Participants find containers that are hidden at certain coordinates, listed
in latitude and longitude. Millions of caches have been hidden around the
world and listed on different websites for people to find. Our caches are
also listed at www.geocaching.com
and at www.opencaching.com.
- Brazoria County Courthouse Cache N029.10.128
W095.25.880 This is a mini-cache
in plain view of hundreds of muggles, so use your discretion. Feel free to
take a souvenir postcard. This is
the third county courthouse, built when the county seat moved from Brazoria
to Angleton in 1897. Around 1930 the courthouse was heavily remodeled with
the removal of the clock tower and the addition of stucco and wings on the
ends to create an Art Deco appearance. In the 1940's a new courthouse was
built one block south, which itself was altered in the 1970's.
- Experiment Station N029.11.139 W095.23.470
Experiment Station #3 was established in 1909.

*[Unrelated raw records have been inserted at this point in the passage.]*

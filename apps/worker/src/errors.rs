// [apps/worker/src/errors.rs]
use certslurp_coordination_store::CoordinationStoreError;
use certslurp_job_engine::JobEngineError;
use certslurp_pipeline::PipelineError;
use certslurp_secrets::SecretsError;
use certslurp_shard_engine::ShardEngineError;
use thiserror::Error;

#[derive(Debug, Error)]
pub enum WorkerError {
    #[error("[WRK_STORE_FAULT]: {0}")]
    Store(#[from] CoordinationStoreError),

    #[error("[WRK_JOB_FAULT]: {0}")]
    Job(#[from] JobEngineError),

    #[error("[WRK_SHARD_FAULT]: {0}")]
    Shard(#[from] ShardEngineError),

    #[error("[WRK_PIPELINE_FAULT]: {0}")]
    Pipeline(#[from] PipelineError),

    #[error("[WRK_SECRETS_FAULT]: {0}")]
    Secrets(#[from] SecretsError),

    #[error("[WRK_PRODUCER_FAULT]: producer task did not exit cleanly: {0}")]
    Producer(String),
}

Early research produced Angleton Grass, a bunch grass still used for forage
today. Later experiments covered soil improvement and conservation, corn
breeding, fertilizer, sorghum, soybean and sesame yield tests. For over 20
years research into fig production was quite strong and at one time the
station led the world in fig varieties and research. A hurricane in 1941
devastated the station and destroyed the fig orchard. In the 1930s the
station became a center for animal husbandry with an emphasis on cattle
parasites. A method of controlling cattle liver flukes as developed here, as
well as valuable research into other parasites, pinkeye and vaccines. Due to
state budget cuts, the station was closed in 2003 and is now managed by the
Texas Agrilife Extension service. The Master Gardeners, Master Naturalists
and Master Horticulturalists use the station as a teaching center, holding
many classes on their respective subjects. Hint: Try 29.11.134N X 95.23.474W
if station is closed.
- Battle of Velasco N028.56.280 W095.17.750
On June 26, 1832 Henry Smith and John Austin led
a group of about 100 Texians against the Mexican Garrison at Fort Velasco on
the mouth of the Brazos River. Commander Ugartechea surrendered the fort on
June 29 after his force ran out of ammunition. This was a prelude to the
Texas Revolution that would begin four years later.

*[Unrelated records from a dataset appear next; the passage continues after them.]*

// [libs/shared/config/src/cluster_config.rs]
//! `ClusterConfig` loading: env > file > defaults.

use std::collections::HashMap;
use std::path::{Path, PathBuf};

use serde::{Deserialize, Serialize};
use thiserror::Error;

use crate::retry::ShardPolicy;

#[derive(Debug, Error)]
pub enum ConfigError {
    #[error("[CONFIG_IO_FAULT]: could not read config file {path}: {source}")]
    Io {
        path: PathBuf,
        #[source]
        source: std::io::Error,
    },
    #[error("[CONFIG_PARSE_FAULT]: could not parse config file {path}: {source}")]
    Parse {
        path: PathBuf,
        #[source]
        source: Box<dyn std::error::Error + Send + Sync>,
    },
    #[error("[CONFIG_MISSING_FAULT]: required setting '{0}' was not provided by env, file or default")]
    Missing(&'static str),
}

#[derive(Debug, Clone, Serialize, Deserialize, Default)]
pub struct EtcdFileConfig {
    pub endpoints: Option<Vec<String>>,
    pub username: Option<String>,
    pub password: Option<String>,
    pub prefix: Option<String>,
}

#[derive(Debug, Clone, Serialize, Deserialize, Default)]
pub struct SecretsFileConfig {
    pub keychain_file: Option<String>,
    pub cluster_key: Option<String>,
}

#[derive(Debug, Clone, Serialize, Deserialize, Default)]
pub struct ApiFileConfig {
    pub listen_addr: Option<String>,
    pub auth_tokens: Option<Vec<String>>,
}

#[derive(Debug, Clone, Serialize, Deserialize, Default)]
pub struct WorkerFileConfig {
    pub parallelism: Option<u32>,
    pub batch_size: Option<u32>,
    pub poll_period_secs: Option<u64>,
}

#[derive(Debug, Clone, Serialize, Deserialize, Default)]
pub struct NodeFileConfig {
    pub id: Option<String>,
}

/// The on-disk / serialized shape of a config file. Every field is
/// optional: the file layer only overrides what it sets, and anything
/// it leaves unset falls through to env vars or defaults.
#[derive(Debug, Clone, Serialize, Deserialize, Default)]
pub struct ConfigFile {
    #[serde(default)]
    pub node: NodeFileConfig,
    #[serde(default)]
    pub etcd: EtcdFileConfig,
    #[serde(default)]
    pub secrets: SecretsFileConfig,
    #[serde(default)]
    pub api: ApiFileConfig,
    #[serde(default)]
    pub worker: WorkerFileConfig,
}

impl ConfigFile {
    pub fn load(path: &Path) -> Result<Self, ConfigError> {
        let contents = std::fs::read_to_string(path).map_err(|source| ConfigError::Io {
            path: path.to_path_buf(),
            source,
        })?;
        let is_yaml = matches!(
            path.extension().and_then(|e| e.to_str()),
            Some("yml") | Some("yaml")
        );
        if is_yaml {
            serde_yaml::from_str(&contents).map_err(|e| ConfigError::Parse {
                path: path.to_path_buf(),
                source: Box::new(e),
            })
        } else {
            serde_json::from_str(&contents).map_err(|e| ConfigError::Parse {
                path: path.to_path_buf(),
                source: Box::new(e),
            })
        }
    }
}

#[derive(Debug, Clone)]
pub struct EtcdConfig {
    pub endpoints: Vec<String>,
    pub username: Option<String>,
    pub password: Option<String>,
    pub prefix: String,
}

#[derive(Debug, Clone)]
pub struct SecretsConfig {
    pub keychain_file: PathBuf,
    pub cluster_key: Option<String>,
}

#[derive(Debug, Clone)]
pub struct ApiConfig {
    pub listen_addr: String,
    pub auth_tokens: Vec<String>,
}

#[derive(Debug, Clone)]
pub struct WorkerRuntimeConfig {
    pub parallelism: u32,
    pub batch_size: u32,
    pub poll_period_secs: u64,
    pub max_parallel: u32,
    pub max_empty_windows: u32,
    pub max_assign_shard_retries: u32,
    pub main_loop_error_threshold: u32,
    pub max_main_loop_backoff_secs: u64,
}

#[derive(Debug, Clone)]
pub struct HeadRuntimeConfig {
    pub monitor_period_secs: u64,
    pub orphan_batch_size: u32,
}

/// Fully resolved configuration used by both `apps/head` and
/// `apps/worker`.
#[derive(Debug, Clone)]
pub struct ClusterConfig {
    pub node_id: String,
    pub etcd: EtcdConfig,
    pub secrets: SecretsConfig,
    pub api: ApiConfig,
    pub worker: WorkerRuntimeConfig,
    pub shard: ShardPolicy,
    pub head: HeadRuntimeConfig,
}

fn env_string(key: &str) -> Option<String> {
    std::env::var(key).ok().filter(|v| !v.is_empty())
}

fn env_list(key: &str) -> Option<Vec<String>> {
    env_string(key).map(|v| v.split(',').map(|s| s.trim().to_string()).collect())
}

fn env_parse<T: std::str::FromStr>(key: &str) -> Option<T> {
    env_string(key).and_then(|v| v.parse().ok())
}

impl ClusterConfig {
    /// `env > file > defaults`. `file` is the optional parsed contents
    /// of `--config`/`CERTSLURP_CONFIG`; pass `None` to use only env
    /// vars and defaults.
    pub fn load(file: Option<ConfigFile>) -> Result<Self, ConfigError> {
        let file = file.unwrap_or_default();

        let node_id = env_string("NODE_ID")
            .or(file.node.id)
            .unwrap_or_else(default_node_id);

        let endpoints = env_list("ETCD_ENDPOINTS")
            .or(file.etcd.endpoints)
            .ok_or(ConfigError::Missing("etcd.endpoints"))?;
        let etcd = EtcdConfig {
            endpoints,
            username: env_string("ETCD_USERNAME").or(file.etcd.username),
            password: env_string("ETCD_PASSWORD").or(file.etcd.password),
            prefix: env_string("ETCD_PREFIX")
                .or(file.etcd.prefix)
                .unwrap_or_else(|| "/certslurp".to_string()),
        };

        let secrets = SecretsConfig {
            keychain_file: env_string("SECRETS_KEYCHAIN_FILE")
                .or(file.secrets.keychain_file)
                .map(PathBuf::from)
                .unwrap_or_else(|| PathBuf::from("certslurp.keychain")),
            cluster_key: env_string("SECRETS_CLUSTER_KEY").or(file.secrets.cluster_key),
        };

        let api = ApiConfig {
            listen_addr: env_string("API_LISTEN_ADDR")
                .or(file.api.listen_addr)
                .unwrap_or_else(|| "0.0.0.0:3000".to_string()),
            auth_tokens: env_list("API_AUTH_TOKENS").or(file.api.auth_tokens).unwrap_or_default(),
        };

        let worker = WorkerRuntimeConfig {
            parallelism: env_parse("WORKER_PARALLELISM").or(file.worker.parallelism).unwrap_or(4),
            batch_size: env_parse("WORKER_BATCH_SIZE").or(file.worker.batch_size).unwrap_or(8),
            poll_period_secs: env_parse("WORKER_POLL_PERIOD_SECS")
                .or(file.worker.poll_period_secs)
                .unwrap_or(1),
            max_parallel: env_parse("WORKER_MAX_PARALLEL").unwrap_or(4),
            max_empty_windows: env_parse("WORKER_MAX_EMPTY_WINDOWS").unwrap_or(5),
            max_assign_shard_retries: env_parse("WORKER_MAX_ASSIGN_SHARD_RETRIES").unwrap_or(5),
            main_loop_error_threshold: env_parse("WORKER_MAIN_LOOP_ERROR_THRESHOLD").unwrap_or(5),
            max_main_loop_backoff_secs: env_parse("WORKER_MAX_MAIN_LOOP_BACKOFF_SECS").unwrap_or(120),
        };

        let shard = ShardPolicy {
            lease_secs: env_parse("SHARD_LEASE_SECS").unwrap_or(60),
            max_retries: env_parse("SHARD_MAX_RETRIES").unwrap_or(3),
            backoff_base_ms: env_parse("SHARD_BACKOFF_BASE_MS").unwrap_or(1_000),
            backoff_cap_ms: env_parse("SHARD_BACKOFF_CAP_MS").unwrap_or(300_000),
            backoff_jitter_pct: env_parse("SHARD_BACKOFF_JITTER_PCT").unwrap_or(25),
        };

        let head = HeadRuntimeConfig {
            monitor_period_secs: env_parse("HEAD_MONITOR_PERIOD_SECS").unwrap_or(30),
            orphan_batch_size: env_parse("HEAD_ORPHAN_BATCH_SIZE").unwrap_or(50),
        };

        Ok(ClusterConfig {
            node_id,
            etcd,
            secrets,
            api,
            worker,
            shard,
            head,
        })
    }

    /// Convenience for tests and local single-node runs: defaults plus
    /// an explicit etcd endpoint, no file layer involved.
    pub fn for_endpoints(node_id: &str, endpoints: Vec<String>) -> Result<Self, ConfigError> {
        std::env::set_var("ETCD_ENDPOINTS", endpoints.join(","));
        std::env::set_var("NODE_ID", node_id);
        Self::load(None)
    }
}

fn default_node_id() -> String {
    hostname_or_random()
}

fn hostname_or_random() -> String {
    std::env::var("HOSTNAME")
        .ok()
        .filter(|h| !h.is_empty())
        .unwrap_or_else(|| format!("node-{:08x}", rand::random::<u32>()))
}

/// Serializable snapshot of the resolved config's non-secret fields,
/// used by the admin API's `/healthz` and startup log line.
pub fn redacted_summary(config: &ClusterConfig) -> HashMap<&'static str, String> {
    let mut summary = HashMap::new();
    summary.insert("node_id", config.node_id.clone());
    summary.insert("etcd_prefix", config.etcd.prefix.clone());
    summary.insert("etcd_endpoints", config.etcd.endpoints.join(","));
    summary
}

#[cfg(test)]
mod tests {
    use super::*;
    use serial_test::serial;

    fn clear_env() {
        for key in [
            "NODE_ID",
            "ETCD_ENDPOINTS",
            "ETCD_USERNAME",
            "ETCD_PASSWORD",
            "ETCD_PREFIX",
            "API_LISTEN_ADDR",
            "API_AUTH_TOKENS",
        ] {
            std::env::remove_var(key);
        }
    }

    #[test]
    #[serial]
    fn env_overrides_file_overrides_defaults() {
        clear_env();
        let mut file = ConfigFile::default();
        file.etcd.endpoints = Some(vec!["http://file-etcd:2379".into()]);
        file.etcd.prefix = Some("/from-file".into());

        std::env::set_var("ETCD_PREFIX", "/from-env");

        let config = ClusterConfig::load(Some(file)).unwrap();
        assert_eq!(config.etcd.endpoints, vec!["http://file-etcd:2379".to_string()]);
        assert_eq!(config.etcd.prefix, "/from-env");
        clear_env();
    }

    #[test]
    #[serial]
    fn missing_endpoints_is_an_error() {
        clear_env();
        let result = ClusterConfig::load(None);
        assert!(matches!(result, Err(ConfigError::Missing("etcd.endpoints"))));
    }

    #[test]
    #[serial]
    fn defaults_fill_every_unset_field() {
        clear_env();
        std::env::set_var("ETCD_ENDPOINTS", "http://127.0.0.1:2379");
        let config = ClusterConfig::load(None).unwrap();
        assert_eq!(config.etcd.prefix, "/certslurp");
        assert_eq!(config.worker.parallelism, 4);
        assert_eq!(config.shard.lease_secs, 60);
        clear_env();
    }
}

- Jetty Cache N028.55.999 W095.17.476
The sand bar at the mouth of the Brazos River was
long a hazard to navigation and while other agencies tried to improve the
entrance to the river, it wasn’t until the Brazos River Channel and Dock
Company was established in 1888 that a successful pair of jetties was
constructed, finally being completed in 1912.
- Follet's Half Way House N029.04.719 W095.07.841
The Follet family ran a ferry and inn at San Luis
Pass in the mid-19th century. The Ferry was a sailing sloop that
navigated the dangerous currents of the pass. The Half-Way House was built
in 1836 and served as an inn for many years until it was destroyed in a
storm in 1875. The grounds were heavily landscaped and travelers mentioned
being able to pick oleander blossoms from the second floor windows.
- City of San Luis N029.04.809 W095.07.843
The city of San Luis was surveyed in 1841 by
William Austin for the San Luis Stock Company of Proprietors of the City of
San Luis. Glowing predictions and plans were made for the city and a port
that would rival Galveston. Within five years the town’s population exceeded
2,000 and boasted a cotton press and newspaper. A combination of hurricanes,
shifting sand bars, fickle investors and the Civil War interfered with these
Bruce R. Taylor-Hille, Program Coordinator,
Copyright © 2005 [Brazoria County Historical Museum]. All rights reserved.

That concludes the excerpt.